Thursday, December 28, 2017

The Path of Discipleship - Wonder, Wisdom and Scripture

“The fear of the Lord is the beginning of knowledge; fools despise wisdom and instruction” (Proverbs 1:7 NRSV).  As mentioned previously, I see the fear of the Lord as a matter of awe and reverence as opposed to quaking in your boots fright.  It is the wonder and awe at understanding that the God we worship is beyond understanding.  God is bigger than our comprehension which implies that God’s grace and God’s love are beyond our comprehension.  In this Christmas season, we celebrate that in Jesus the incomprehensible God chose to walk among us in a comprehensible way, which is itself a source of awe and wonder.

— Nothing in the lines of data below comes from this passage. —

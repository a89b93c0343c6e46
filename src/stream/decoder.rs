//! Frame decoding and record normalization.
//!
//! Upstream producers disagree on where a metric lives: nested under `metrics`, flattened at the top level,
//! or under an old misspelled key. Every metric is resolved through an ordered list of [`FieldSource`]s and
//! the first usable value wins.

use crate::error::AppError;
use crate::stream::record::{AlertEvent, Metric, TelemetryRecord};
use crate::stream::transport::Frame;
use chrono::{DateTime, SecondsFormat, Utc};
use serde_json::{Map, Value};
use std::iter;

const HANDSHAKE_TYPE: &str = "hello";
const METRICS_KEY: &str = "metrics";
const EPOCH_SECONDS_LIMIT: f64 = 1e11;

/// A payload as handed over by the transport, before any normalization.
#[derive(Debug, Clone, PartialEq)]
pub enum DecodedFrame {
    Json(Value),
    /// Text that did not parse as JSON. Forwarded instead of dropped.
    Raw(String),
}

impl DecodedFrame {
    pub fn as_json(&self) -> Option<&Value> {
        match self {
            Self::Json(value) => Some(value),
            Self::Raw(_) => None,
        }
    }

    pub fn to_text(&self) -> String {
        match self {
            Self::Json(value) => value.to_string(),
            Self::Raw(text) => text.clone(),
        }
    }
}

#[derive(Debug, Clone, Copy, PartialEq, Eq)]
pub enum FieldSource {
    Nested(&'static str),
    Flat(&'static str),
}

impl FieldSource {
    fn lookup<'a>(self, object: &'a Map<String, Value>) -> Option<&'a Value> {
        match self {
            Self::Nested(key) => object
                .get(METRICS_KEY)
                .and_then(Value::as_object)
                .and_then(|metrics| metrics.get(key)),
            Self::Flat(key) => object.get(key),
        }
    }
}

/// Extraction rules for `metric`, most specific first.
pub fn extraction_rules(metric: Metric) -> impl Iterator<Item = FieldSource> {
    let name = metric.as_str();
    iter::once(FieldSource::Nested(name))
        .chain(iter::once(FieldSource::Flat(name)))
        .chain(metric.legacy_aliases().iter().copied().map(FieldSource::Flat))
}

pub fn decode_frame(frame: Frame) -> Option<DecodedFrame> {
    match frame {
        Frame::Text(text) => Some(decode_text(text)),
        Frame::Binary(bytes) => {
            let text = match String::from_utf8(bytes) {
                Ok(text) => text,
                Err(error) => String::from_utf8_lossy(error.as_bytes()).into_owned(),
            };
            Some(decode_text(text))
        }
        Frame::Close => None,
    }
}

pub fn decode_text(text: String) -> DecodedFrame {
    // simd-json parses in place, so the original text is kept for the raw fallback.
    let mut scratch = text.as_bytes().to_vec();
    match parse_json_payload(&mut scratch) {
        Ok(value) => DecodedFrame::Json(value),
        Err(error) => match reparse_without_overflow(&text) {
            Some(value) => DecodedFrame::Json(value),
            None => {
                tracing::debug!(%error, "frame is not valid json, forwarding raw text");
                DecodedFrame::Raw(text)
            }
        },
    }
}

/// Second attempt for frames whose only problem is a number outside the `f64` range.
///
/// Those literals become `null`, so the affected field reads as absent and the rest of the frame
/// survives. Returns `None` when nothing was replaced or the frame is still not valid JSON.
fn reparse_without_overflow(text: &str) -> Option<Value> {
    let repaired = replace_overflowing_numbers(text)?;
    let mut scratch = repaired.into_bytes();
    parse_json_payload(&mut scratch).ok()
}

fn replace_overflowing_numbers(text: &str) -> Option<String> {
    let bytes = text.as_bytes();
    let mut repaired = String::with_capacity(text.len());
    let mut replaced = false;
    let mut in_string = false;
    let mut escaped = false;
    let mut copied_to = 0;
    let mut index = 0;

    while index < bytes.len() {
        let byte = bytes[index];
        if in_string {
            match byte {
                _ if escaped => escaped = false,
                b'\\' => escaped = true,
                b'"' => in_string = false,
                _ => {}
            }
            index += 1;
            continue;
        }

        match byte {
            b'"' => {
                in_string = true;
                index += 1;
            }
            b'-' | b'0'..=b'9' => {
                let start = index;
                while index < bytes.len()
                    && matches!(bytes[index], b'0'..=b'9' | b'-' | b'+' | b'.' | b'e' | b'E')
                {
                    index += 1;
                }
                let literal = &text[start..index];
                if literal.parse::<f64>().is_ok_and(|number| number.is_infinite()) {
                    repaired.push_str(&text[copied_to..start]);
                    repaired.push_str("null");
                    copied_to = index;
                    replaced = true;
                }
            }
            _ => index += 1,
        }
    }

    if !replaced {
        return None;
    }
    repaired.push_str(&text[copied_to..]);
    Some(repaired)
}

pub fn parse_json_payload(payload: &mut [u8]) -> Result<Value, AppError> {
    let value: Value = simd_json::serde::from_slice(payload)?;
    Ok(value)
}

/// True for a `type: "hello"` control frame that carries no telemetry.
pub fn is_handshake(raw: &Value) -> bool {
    raw.as_object()
        .map(|object| is_handshake_object(object) && !has_telemetry_fields(object))
        .unwrap_or(false)
}

fn is_handshake_object(object: &Map<String, Value>) -> bool {
    object.get("type").and_then(Value::as_str) == Some(HANDSHAKE_TYPE)
}

fn has_telemetry_fields(object: &Map<String, Value>) -> bool {
    if object.contains_key(METRICS_KEY) || object.contains_key("anomaly") {
        return true;
    }
    Metric::ALL.into_iter().any(|metric| {
        extraction_rules(metric).any(|source| {
            source
                .lookup(object)
                .map(|value| !value.is_null())
                .unwrap_or(false)
        })
    })
}

/// Maps one upstream payload onto the canonical record shape.
///
/// Returns `None` for anything that is not a JSON object and for handshake frames. `received_at` is only
/// used when the payload has no usable timestamp of its own.
pub fn normalize(raw: &Value, received_at: DateTime<Utc>) -> Option<TelemetryRecord> {
    let object = raw.as_object()?;
    if is_handshake_object(object) && !has_telemetry_fields(object) {
        return None;
    }

    let anomaly = coerce_flag(object.get("anomaly"));
    let mut record = TelemetryRecord {
        timestamp: resolve_timestamp(object.get("timestamp"), received_at),
        equipment: object.get("equipment").and_then(identifier),
        anomaly,
        anomaly_type: None,
        ..TelemetryRecord::default()
    };

    for metric in Metric::ALL {
        record.set_metric(metric, resolve_metric(object, metric));
    }

    if anomaly {
        record.anomaly_type = object
            .get("anomaly_type")
            .and_then(Value::as_str)
            .map(str::to_string);
    }

    Some(record)
}

fn resolve_metric(object: &Map<String, Value>, metric: Metric) -> Option<f64> {
    extraction_rules(metric).find_map(|source| source.lookup(object).and_then(finite_number))
}

/// Finite numbers pass; numeric strings are parsed; everything else counts as absent.
pub fn finite_number(value: &Value) -> Option<f64> {
    let number = match value {
        Value::Number(number) => number.as_f64(),
        Value::String(text) => text.trim().parse::<f64>().ok(),
        _ => None,
    }?;
    number.is_finite().then_some(number)
}

fn coerce_flag(value: Option<&Value>) -> bool {
    match value {
        Some(Value::Bool(flag)) => *flag,
        Some(Value::Number(number)) => number.as_f64().map(|n| n != 0.0).unwrap_or(false),
        Some(Value::String(text)) => {
            let text = text.trim();
            text.eq_ignore_ascii_case("true") || text == "1" || text.eq_ignore_ascii_case("yes")
        }
        _ => false,
    }
}

fn identifier(value: &Value) -> Option<String> {
    match value {
        Value::String(text) if !text.trim().is_empty() => Some(text.clone()),
        Value::Number(number) => Some(number.to_string()),
        _ => None,
    }
}

fn resolve_timestamp(value: Option<&Value>, received_at: DateTime<Utc>) -> String {
    let upstream = match value {
        Some(Value::String(text)) if !text.trim().is_empty() => Some(text.clone()),
        Some(Value::Number(number)) => number
            .as_f64()
            .and_then(epoch_to_datetime)
            .map(format_timestamp),
        _ => None,
    };
    upstream.unwrap_or_else(|| format_timestamp(received_at))
}

/// Epoch values below 1e11 (early 1973 in milliseconds) are read as seconds, anything larger as
/// milliseconds.
fn epoch_to_datetime(epoch: f64) -> Option<DateTime<Utc>> {
    if !epoch.is_finite() {
        return None;
    }
    let millis = if epoch.abs() < EPOCH_SECONDS_LIMIT {
        epoch * 1_000.0
    } else {
        epoch
    };
    DateTime::<Utc>::from_timestamp_millis(millis.round() as i64)
}

pub fn format_timestamp(instant: DateTime<Utc>) -> String {
    instant.to_rfc3339_opts(SecondsFormat::Millis, true)
}

/// Outcome of decoding one alert-stream payload.
#[derive(Debug, Clone, PartialEq)]
pub enum AlertDecode {
    Alert(AlertEvent),
    Handshake,
    Invalid(String),
}

pub fn normalize_alert(raw: &Value) -> AlertDecode {
    let Some(object) = raw.as_object() else {
        return AlertDecode::Invalid("alert payload is not a json object".to_string());
    };
    if is_handshake_object(object) {
        return AlertDecode::Handshake;
    }

    let prob = ["prob", "anomaly_prob"]
        .into_iter()
        .find_map(|key| object.get(key).and_then(finite_number));
    let Some(prob) = prob else {
        return AlertDecode::Invalid("alert payload has no numeric prob".to_string());
    };
    if !(0.0..=1.0).contains(&prob) {
        return AlertDecode::Invalid(format!("alert prob {prob} is outside [0, 1]"));
    }

    let mut metadata = object.clone();
    for key in ["equipment", "prob", "anomaly_prob"] {
        metadata.remove(key);
    }

    AlertDecode::Alert(AlertEvent {
        equipment: object.get("equipment").and_then(identifier),
        prob,
        metadata,
    })
}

                Within Christianity we have a resource to grow in understanding and wisdom, one that is under-used in some traditions and ill-used in others: scripture.  In every congregation of the Evangelical Lutheran Church in America you will find this phrase.  “This congregation accepts the canonical Scriptures of the Old and New Testaments as the inspired Word of God and the authoritative source and norm of its proclamation, faith, and life.”  Our pastors are expected to have a passion for the Bible and its study, including learning biblical Hebrew and Greek to encounter the texts in their original languages.

                In other words, the Bible is a critical book for the church, central to our self-understanding.  We call it inspired.  We call it holy.  Our worship is centered on it and informed by it.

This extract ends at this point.